Task to complete » In the entries below, return only the line containing "fn remove(&mut self, id: RuleId, tgd: &Tgd)" and those after it, exactly, through the last line.

(Data records)
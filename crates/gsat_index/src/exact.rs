//! Subsumption by exact atom identity.
//!
//! Every distinct atom gets its own id and there is no bagging, so a trie walk
//! yields exactly the subsumption partners and no verification is needed.
//! Atom ids are assigned on insertion and never reclaimed; queries never
//! number new atoms.

use std::collections::BTreeSet;

use gsat_foundation::{Atom, AtomSet, Numbering};
use gsat_rules::{RuleArena, RuleId, Tgd};

use crate::subsumer::Subsumer;
use crate::trie::SignatureTrie;

/// Subsumer storing one rule per exact (body, head) atom-id signature.
#[derive(Clone, Debug, Default)]
pub struct ExactAtomSubsumer {
    atoms: Numbering<Atom>,
    trie: SignatureTrie<Option<RuleId>>,
    members: BTreeSet<RuleId>,
}

impl ExactAtomSubsumer {
    /// Creates an empty subsumer.
    #[must_use]
    pub fn new() -> Self {
        Self::default()
    }

    /// Returns how many distinct atoms have been numbered.
    #[must_use]
    pub fn atom_count(&self) -> usize {
        self.atoms.len()
    }

    fn encode(&mut self, atoms: &AtomSet) -> Vec<u32> {
        let mut ids: Vec<u32> = atoms.iter().map(|a| self.atoms.number(a)).collect();
        ids.sort_unstable();
        ids
    }

    fn lookup(&self, atoms: &AtomSet) -> Option<Vec<u32>> {
        let mut ids = atoms
            .iter()
            .map(|a| self.atoms.get(a))
            .collect::<Option<Vec<u32>>>()?;
        ids.sort_unstable();
        Some(ids)
    }

    fn lookup_known(&self, atoms: &AtomSet) -> Vec<u32> {
        let mut ids: Vec<u32> = atoms.iter().filter_map(|a| self.atoms.get(a)).collect();
        ids.sort_unstable();
        ids
    }

    fn subsuming(&self, tgd: &Tgd) -> Vec<RuleId> {
        let Some(head) = self.lookup(tgd.head()) else {
            return Vec::new();
        };
        let body = self.lookup_known(tgd.body());
        let mut found = BTreeSet::new();
        self.trie
            .visit_subsuming(&body, &head, &mut |leaf| found.extend(*leaf));
        found.into_iter().collect()
    }

    fn subsumed(&self, tgd: &Tgd) -> Vec<RuleId> {
        let Some(body) = self.lookup(tgd.body()) else {
            return Vec::new();
        };
        let head = self.lookup_known(tgd.head());
        let mut found = BTreeSet::new();
        self.trie
            .visit_subsumed(&body, &head, &mut |leaf| found.extend(*leaf));
        found.into_iter().collect()
    }
}

impl Subsumer for ExactAtomSubsumer {
    fn is_subsumed(&self, _arena: &RuleArena, tgd: &Tgd) -> bool {
        !self.subsuming(tgd).is_empty()
    }

    fn remove_subsumed(&mut self, arena: &RuleArena, tgd: &Tgd) -> Vec<RuleId> {
        let mut removed = Vec::new();
        for id in self.subsumed(tgd) {
            let Some(stored) = arena.get(id) else {
                continue;
            };
            self.remove(id, stored.tgd());
            removed.push(id);
        }
        removed
    }

    fn insert(&mut self, id: RuleId, tgd: &Tgd) {
        let body = self.encode(tgd.body());
        let head = self.encode(tgd.head());
        *self.trie.leaf_mut(&body, &head) = Some(id);
        self.members.insert(id);
    }

    fn remove(&mut self, id: RuleId, tgd: &Tgd) {
        if !self.members.remove(&id) {
            return;
        }
        let (Some(body), Some(head)) = (self.lookup(tgd.body()), self.lookup(tgd.head())) else {
            return;
        };
        self.trie.update(&body, &head, |leaf| {
            if *leaf == Some(id) {
                *leaf = None;
            }
        });
    }

    fn contains(&self, id: RuleId) -> bool {
        self.members.contains(&id)
    }

    fn all(&self) -> Vec<RuleId> {
        self.members.iter().copied().collect()
    }

    fn len(&self) -> usize {
        self.members.len()
    }
}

Answer to this task »
    fn remove(&mut self, id: RuleId, tgd: &Tgd) {
        if !self.members.remove(&id) {
            return;
        }
        let (Some(body), Some(head)) = (self.lookup(tgd.body()), self.lookup(tgd.head())) else {
            return;
        };
        self.trie.update(&body, &head, |leaf| {
            if *leaf == Some(id) {
                *leaf = None;
            }
        });
    }

    fn contains(&self, id: RuleId) -> bool {
        self.members.contains(&id)
    }

    fn all(&self) -> Vec<RuleId> {
        self.members.iter().copied().collect()
    }

    fn len(&self) -> usize {
        self.members.len()
    }
}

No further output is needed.